« Le Cri d’Antigone » à la Maison des Métallos (critique)

Par Sumba

De l’union du « Cri » et du chant kabyle, renaît Antigone

De Sophocle à Henry Bauchau, Antigone a traversé bien des âges et des contrées. Le temps l’a comme épurée, fortifiée aussi, jusqu’à en faire l’incarnation de la force féminine, qui ne craint plus de prendre seule la parole face au monde. Dans sa mise en scène du « Cri d’Antigone », Géraldine Bénichou fait de la révolte mythique une symphonie virtuose : en joignant au monologue de Magali Bonat les chants kabyles de Salah Gaoua, elle offre à la Maison des Métallos un « Cri » déchirant d’humanité.

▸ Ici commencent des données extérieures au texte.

use chrono::NaiveDate;
use serde::{Deserialize, Serialize};

/// One OHLCV record as delivered by an ingest producer or read back from storage.
///
/// Every value is optional because upstream providers occasionally drop
/// fields. Nothing is validated here; [`SeriesBuffer`](crate::services::SeriesBuffer)
/// rejects incomplete or out-of-range records when a series is built.
#[derive(Debug, Clone, PartialEq, Serialize, Deserialize)]
pub struct RawBar {
    pub trade_date: NaiveDate,
    #[serde(default)]
    pub open: Option<f64>,
    #[serde(default)]
    pub high: Option<f64>,
    #[serde(default)]
    pub low: Option<f64>,
    #[serde(default)]
    pub close: Option<f64>,
    #[serde(default)]
    pub volume: Option<i64>,
}

impl RawBar {
    /// Create a fully populated record.
    pub fn new(trade_date: NaiveDate, open: f64, high: f64, low: f64, close: f64, volume: i64) -> Self {
        Self {
            trade_date,
            open: Some(open),
            high: Some(high),
            low: Some(low),
            close: Some(close),
            volume: Some(volume),
        }
    }
}

/// A validated daily bar.
#[derive(Debug, Clone, Copy, PartialEq, Serialize, Deserialize)]
pub struct Bar {
    pub trade_date: NaiveDate,
    pub open: f64,
    pub high: f64,
    pub low: f64,
    pub close: f64,
    pub volume: u64,
}

/// A bar tagged with the instrument it belongs to, as found in ingest files.
#[derive(Debug, Clone, Serialize, Deserialize)]
pub struct IngestRecord {
    pub symbol: String,
    #[serde(default)]
    pub name: Option<String>,
    #[serde(flatten)]
    pub bar: RawBar,
}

« Tout le monde va disparaître » : cette sentence, irrévocable, s’élève dans une salle sombre peuplée de présences spectrales. Rocailleuse, rescapée provisoire d’une catastrophe qui continue sa traque, la voix aux accents d’outre-tombe semble devoir fournir un effort immense pour parvenir jusqu’à nous. Mais un chant, une profonde litanie andalouse, lui ouvre le chemin. Si bien qu’elle ne peut plus se défiler : son récit devra se poursuivre jusqu’à son issue fatale, malgré la difficulté à retracer la genèse d’une tragédie dont, par définition, la fin est connue depuis le début.

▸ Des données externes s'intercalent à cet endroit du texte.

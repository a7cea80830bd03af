//! Volume indicators.

use super::sma;
use crate::error::Result;

/// Simple average of the last `period` volumes.
pub fn volume_ma(volumes: &[f64], period: usize) -> Result<Option<f64>> {
    sma(volumes, period)
}

/// Last volume relative to its `period`-bar average.
///
/// Absent when the average is absent or zero.
pub fn volume_ratio(volumes: &[f64], period: usize) -> Result<Option<f64>> {
    let Some(average) = volume_ma(volumes, period)? else {
        return Ok(None);
    };
    if average == 0.0 {
        return Ok(None);
    }
    Ok(volumes.last().map(|v| v / average))
}

#[cfg(test)]
mod tests {
    use super::*;
    use crate::services::indicators::test_support::assert_close;

    #[test]
    fn test_volume_ma() {
        let volumes = [100.0, 200.0, 300.0, 400.0, 500.0, 600.0];
        assert_close(volume_ma(&volumes, 5).unwrap().unwrap(), 400.0);
        assert_eq!(volume_ma(&volumes, 20).unwrap(), None);
    }

    #[test]
    fn test_volume_ratio() {
        let volumes = [100.0, 100.0, 100.0, 100.0, 600.0];
        assert_close(volume_ratio(&volumes, 5).unwrap().unwrap(), 600.0 / 200.0);
    }

    #[test]
    fn test_volume_ratio_zero_average() {
        assert_eq!(volume_ratio(&[0.0; 5], 5).unwrap(), None);
    }
}
//! Bollinger Bands.

use super::{check_period, mean};
use crate::error::{AppError, Result};
use serde::{Deserialize, Serialize};

/// Band triple as of the last close.
#[derive(Debug, Clone, Copy, PartialEq, Serialize, Deserialize)]
pub struct Bands {
    pub upper: f64,
    pub middle: f64,
    pub lower: f64,
}

/// Bollinger Bands over the last `period` closes.
///
/// - Middle band: SMA(period)
/// - Upper band: middle + width * population standard deviation
/// - Lower band: middle - width * population standard deviation
pub fn bollinger(closes: &[f64], period: usize, width: f64) -> Result<Option<Bands>> {
    check_period("Bollinger", period)?;
    if !width.is_finite() || width < 0.0 {
        return Err(AppError::Computation(format!(
            "Bollinger width must be a non-negative number, got {}",
            width
        )));
    }
    if closes.len() < period {
        return Ok(None);
    }

    let window = &closes[closes.len() - period..];
    let middle = mean(window);
    let variance = window.iter().map(|v| (v - middle).powi(2)).sum::<f64>() / period as f64;
    let offset = width * variance.sqrt();

    Ok(Some(Bands {
        upper: middle + offset,
        middle,
        lower: middle - offset,
    }))
}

D’ailleurs, la fin de la pièce, la mort de cette femme que l’on identifie sans peine à Antigone, n’est pas la seule à faire partie de la culture classique. Aussi, quand la créature jusque là recroquevillée se lève pour annoncer son retour à Thèbes, quand elle évoque son long parcours auprès d’Œdipe, la légende nous revient en mémoire et entame sa marche inexorable. Rythmée par l’âpre et sublime texte d’Henry Bauchau, la lente chute d’Antigone se met en marche. Impuissante face à la lutte qui oppose ses deux frères Etéocle et Polynice, celle qui refuse la règle selon laquelle « les femmes doivent toujours céder à la folie des hommes », est malgré elle réduite au rôle de spectatrice du duel mortel. Si elle ravale sa douleur, elle ne peut réprimer son cri lorsque, ultime humiliation, le roi Créon refuse la sépulture à Polynice.

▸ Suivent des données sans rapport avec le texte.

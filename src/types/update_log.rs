use chrono::NaiveDate;
use serde::{Deserialize, Serialize};
use uuid::Uuid;

/// Lifecycle state of a batch attempt.
#[derive(Debug, Clone, Copy, PartialEq, Eq, Serialize, Deserialize)]
#[serde(rename_all = "snake_case")]
pub enum UpdateStatus {
    Processing,
    Completed,
    Failed,
}

impl UpdateStatus {
    pub fn as_str(&self) -> &'static str {
        match self {
            UpdateStatus::Processing => "processing",
            UpdateStatus::Completed => "completed",
            UpdateStatus::Failed => "failed",
        }
    }

    /// Parse from the stored string. Unknown values read as failed.
    pub fn parse(s: &str) -> Self {
        match s {
            "processing" => UpdateStatus::Processing,
            "completed" => UpdateStatus::Completed,
            _ => UpdateStatus::Failed,
        }
    }
}

/// One record per orchestrated batch attempt.
///
/// Created when the attempt starts and finalized by the same attempt.
#[derive(Debug, Clone, PartialEq, Serialize, Deserialize)]
pub struct UpdateLog {
    /// Storage id, assigned on insert.
    pub id: Option<i64>,
    /// Shared by every attempt of one `run_daily_update` call.
    pub run_id: Uuid,
    pub attempt: u32,
    pub update_date: NaiveDate,
    pub data_source: String,
    pub records_processed: u32,
    pub records_inserted: u32,
    pub records_updated: u32,
    pub records_failed: u32,
    pub status: UpdateStatus,
    pub error_message: Option<String>,
    pub execution_time_ms: Option<i64>,
    /// Unix millis.
    pub created_at: i64,
    /// Unix millis.
    pub completed_at: Option<i64>,
}

impl UpdateLog {
    /// A new log in `processing` state.
    pub fn start(run_id: Uuid, attempt: u32, update_date: NaiveDate, data_source: &str) -> Self {
        Self {
            id: None,
            run_id,
            attempt,
            update_date,
            data_source: data_source.to_string(),
            records_processed: 0,
            records_inserted: 0,
            records_updated: 0,
            records_failed: 0,
            status: UpdateStatus::Processing,
            error_message: None,
            execution_time_ms: None,
            created_at: chrono::Utc::now().timestamp_millis(),
            completed_at: None,
        }
    }

    /// Mark the attempt finished with the given status.
    pub fn finish(&mut self, status: UpdateStatus, error: Option<String>, elapsed_ms: i64) {
        self.status = status;
        self.error_message = error;
        self.execution_time_ms = Some(elapsed_ms);
        self.completed_at = Some(chrono::Utc::now().timestamp_millis());
    }
}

Ce cri, cette rage verbale dirigée contre un monde régi par l’absurde, ne pouvait qu’être porté par une bouche et un visage tendus, presque arides. Or, avant même de pouvoir discerner les traits de la comédienne, on la devine taillée pour le rôle, tant sa voix profonde paraît être le résultat d’une vie d’épreuves, de douleurs. Comme si de son existence il ne restait que « le cri d’un enfant malingre, enfermé dans une cave », et une figure émaciée, peut-être devenue fantomatique à force d’avoir été trop sollicitée par la vie. Aucun doute : Magali Bonat prête son physique à l’héroïne au point de renier son corps de femme, pour ne plus incarner que l’essence de la féminité. Car l’Antigone qui prétend être née pour mendier, qui le fait pour Oedipe puis pour les Thébains au détriment de sa propre fierté, a dû se dépouiller de tous les attributs superficiels de la féminité. Le corps de l’actrice, vêtu d’une tunique assez large pour lui servir de linceul ainsi qu’à son frère défunt, est entouré d’un aura d’autant plus fort qu’il est dénué de toute sensualité. Majestueux, il semble débarrassé de toutes contingences, comme purifié.

Tout pathos est exclu de l’interprétation : si Magali Bonat adopte par moments des postures presque extatiques, elle les quitte rapidement pour retrouver son attitude habituelle, empreinte d’un évident cynisme et même d’un humour inattendu. Celui-ci apparaît tout au long de la pièce au détour d’une phrase, d’une intonation, et ce dès l’entrée de l’héroïne à Thèbes. De plus, dans les moments les plus chargés en émotions, le chant vient prendre le relai du monologue. Salah Gaoua sort alors de l’ombre dans laquelle il était relégué. Ses traits se dessinent en même temps que son timbre se fait entendre. Bien que toutes autres que le récit fait par Magali Bonat, les mélopées kabyles qui lui font écho semblent faites pour exprimer la même détresse. Sans doute parce que, si elles sont ici portées par un homme, ces chansons appartiennent pour la plupart à un répertoire traditionnel féminin. Ainsi la barrière des langues perd toute réalité : le chant sacré des pleureuses, venu du Maroc, nous parle la même langue qu’Henry Bauchau, d’une tristesse immense. Pourtant, tout espoir n’est pas exclu de cette pièce qui s’achève dans le sang. La belle sensibilité de Magali Bonat et de Salah Gaoua est là pour nous dire que, même au fond de l’abîme, subsiste un peu d’amour…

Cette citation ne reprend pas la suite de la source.